* Drought last year hit crops, fuelled inflation
* Bumper crop seen this year despite pest infestation
* Meat prices remain concern on inflation fron
* GRAPHIC: Maize futures tmsnrt.rs/2lS0wSJ
By Ed Stoddard and Tanisha Heiberg
JOHANNESBURG, March 1 (Reuters) - Good rains and prospects for a bumper crop have pulled South African maize prices to 2-1/2 year lows and while the bottom may be near, analysts say inflation should start slowing as a result in the third quarter of 2017.
This will ease the burden on poor households, which rely on maize as a staple, and may give the central bank room to hold or cut rates. The flip side is meat prices, which could accelerate after drought-induced culls last year reduced cattle numbers.
The July white maize contract fell over 4 percent on Wednesday to a 2-1/2 year low of 1,817 rand ($138.70) a tonne after the government Crop Estimates Committee forecast a 2017 harvest of 13.918 million tonnes, 79 percent more than in 2016. That forecast was 6 percent higher than expectations of 13.11 million tonnes.
Domestic consumption is between 10 and 11 million tonnes.
Cold weather, rains and resilient genetically-modified crops (GMO) have also limited the damage caused by an armyworm outbreak.
The region offers potential export markets. Neighbouring Zimbabwe has been hit by the fall armyworm, an invasive South American species, denting crop output.
The difference with 2016 is stark, when the main white maize contract scaled record peaks over 5,000 rand as an El Nino-triggered drought parched lands. Prices are now around a third of that.
Consumer inflation slowed to 6.6 percent in January from 6.8 percent in December, while food inflation braked to 11.4 percent from 11.7 percent.
“There is a time lag. Food processors bought the grain we are using now a few months ago. CPI for food should only really start coming down in the third quarter,” said Wandile Sihlobo, an economist at the Agricultural Business Chamber.
Traders said prices should soon bottom out.

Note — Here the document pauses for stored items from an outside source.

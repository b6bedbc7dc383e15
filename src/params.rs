/// Runtime-tunable pipeline configuration.
///
/// Every mutation clamps into the tunable's fixed valid range; adjustments
/// never fail, they only pin at the range ends. The active filter id is
/// deliberately not validated here: the registry resolves unknown ids to
/// the passthrough filter.
#[derive(Debug, Clone)]
pub struct FilterParams {
    filter: String,
    scale: f32,
    block_size: u32,
    palette_levels: u32,
    edge_strength: u8,
    color_levels: u32,
}

const SCALE_MIN: f32 = 0.25;
const SCALE_MAX: f32 = 1.0;
const BLOCK_SIZE_MIN: i64 = 1;
const BLOCK_SIZE_MAX: i64 = 32;
const PALETTE_LEVELS_MIN: i64 = 2;
const PALETTE_LEVELS_MAX: i64 = 32;
const EDGE_STRENGTH_MIN: i64 = 10;
const EDGE_STRENGTH_MAX: i64 = 200;
const COLOR_LEVELS_MIN: i64 = 2;
const COLOR_LEVELS_MAX: i64 = 16;

impl Default for FilterParams {
    fn default() -> Self {
        Self {
            filter: "toon".to_string(),
            scale: 0.6,
            block_size: 4,
            palette_levels: 10,
            edge_strength: 80,
            color_levels: 8,
        }
    }
}

impl FilterParams {
    pub fn new(
        filter: &str,
        scale: f32,
        block_size: u32,
        palette_levels: u32,
        edge_strength: u8,
        color_levels: u32,
    ) -> Self {
        let mut params = Self {
            filter: filter.to_string(),
            ..Self::default()
        };
        // Initial values clamp the same way adjustments do.
        params.scale = scale.clamp(SCALE_MIN, SCALE_MAX);
        params.block_size = clamp(block_size as i64, BLOCK_SIZE_MIN, BLOCK_SIZE_MAX) as u32;
        params.palette_levels =
            clamp(palette_levels as i64, PALETTE_LEVELS_MIN, PALETTE_LEVELS_MAX) as u32;
        params.edge_strength =
            clamp(edge_strength as i64, EDGE_STRENGTH_MIN, EDGE_STRENGTH_MAX) as u8;
        params.color_levels = clamp(color_levels as i64, COLOR_LEVELS_MIN, COLOR_LEVELS_MAX) as u32;
        params
    }

    pub fn filter_id(&self) -> &str {
        &self.filter
    }

    pub fn scale(&self) -> f32 {
        self.scale
    }

    pub fn block_size(&self) -> u32 {
        self.block_size
    }

    pub fn palette_levels(&self) -> u32 {
        self.palette_levels
    }

    pub fn edge_strength(&self) -> u8 {
        self.edge_strength
    }

    pub fn color_levels(&self) -> u32 {
        self.color_levels
    }

    /// Set the active filter id. Any string is accepted.
    pub fn select_filter(&mut self, id: &str) {
        self.filter = id.to_string();
    }

    pub fn adjust_scale(&mut self, delta: f32) {
        self.scale = (self.scale + delta).clamp(SCALE_MIN, SCALE_MAX);
    }

    pub fn adjust_block_size(&mut self, delta: i32) {
        self.block_size =
            clamp(self.block_size as i64 + delta as i64, BLOCK_SIZE_MIN, BLOCK_SIZE_MAX) as u32;
    }

    pub fn adjust_palette_levels(&mut self, delta: i32) {
        self.palette_levels = clamp(
            self.palette_levels as i64 + delta as i64,
            PALETTE_LEVELS_MIN,
            PALETTE_LEVELS_MAX,
        ) as u32;
    }

    pub fn adjust_edge_strength(&mut self, delta: i32) {
        self.edge_strength = clamp(
            self.edge_strength as i64 + delta as i64,
            EDGE_STRENGTH_MIN,
            EDGE_STRENGTH_MAX,
        ) as u8;
    }

    pub fn adjust_color_levels(&mut self, delta: i32) {
        self.color_levels = clamp(
            self.color_levels as i64 + delta as i64,
            COLOR_LEVELS_MIN,
            COLOR_LEVELS_MAX,
        ) as u32;
    }
}

fn clamp(value: i64, min: i64, max: i64) -> i64 {
    value.max(min).min(max)
}

#[cfg(test)]
mod tests {
    use super::*;

    #[test]
    fn defaults_match_initial_configuration() {
        let params = FilterParams::default();
        assert_eq!(params.filter_id(), "toon");
        assert_eq!(params.scale(), 0.6);
        assert_eq!(params.block_size(), 4);
        assert_eq!(params.palette_levels(), 10);
        assert_eq!(params.edge_strength(), 80);
        assert_eq!(params.color_levels(), 8);
    }

    #[test]
    fn scale_pins_at_one_after_repeated_increments() {
        let mut params = FilterParams::default();
        for _ in 0..8 {
            params.adjust_scale(0.05);
        }
        assert_eq!(params.scale(), 1.0);
        // Extra increments must stay pinned, not overshoot.
        params.adjust_scale(0.05);
        assert_eq!(params.scale(), 1.0);
    }

    #[test]
    fn scale_pins_at_lower_bound() {
        let mut params = FilterParams::default();
        for _ in 0..100 {
            params.adjust_scale(-0.05);
        }
        assert_eq!(params.scale(), 0.25);
    }

    #[test]
    fn integer_tunables_pin_at_both_ends() {
        let mut params = FilterParams::default();
        for _ in 0..100 {
            params.adjust_block_size(1);
            params.adjust_palette_levels(1);
            params.adjust_edge_strength(5);
            params.adjust_color_levels(1);
        }
        assert_eq!(params.block_size(), 32);
        assert_eq!(params.palette_levels(), 32);
        assert_eq!(params.edge_strength(), 200);
        assert_eq!(params.color_levels(), 16);

        for _ in 0..100 {
            params.adjust_block_size(-1);
            params.adjust_palette_levels(-1);
            params.adjust_edge_strength(-5);
            params.adjust_color_levels(-1);
        }
        assert_eq!(params.block_size(), 1);
        assert_eq!(params.palette_levels(), 2);
        assert_eq!(params.edge_strength(), 10);
        assert_eq!(params.color_levels(), 2);
    }

    #[test]
    fn construction_clamps_out_of_range_values() {
        let params = FilterParams::new("pixelate", 2.0, 0, 1, 255, 99);
        assert_eq!(params.scale(), 1.0);
        assert_eq!(params.block_size(), 1);
        assert_eq!(params.palette_levels(), 2);
        assert_eq!(params.edge_strength(), 200);
        assert_eq!(params.color_levels(), 16);
    }

    #[test]
    fn any_filter_id_is_accepted() {
        let mut params = FilterParams::default();
        params.select_filter("bogus");
        assert_eq!(params.filter_id(), "bogus");
    }
}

“We are already 83 rand below the calculated export parity price but in the past it went up to 140 rand below so there is a chance it can go a bit lower,” said one trader.
But domestic meat prices could rise.
“There are concerns that the cull of animals during the drought, and the necessary restocking now, will keep meat price inflation...we see inflation remaining uncomfortably high,” said Razia Khan, chief Africa economist at Standard Chartered.
Other analysts see scope for lower rates.
Dennis Dykes, Nedbank chief economist, said lower maize prices were in line with the central bank’s outlook at its January policy meeting, adding this gave the regulator some space to move on interest rates.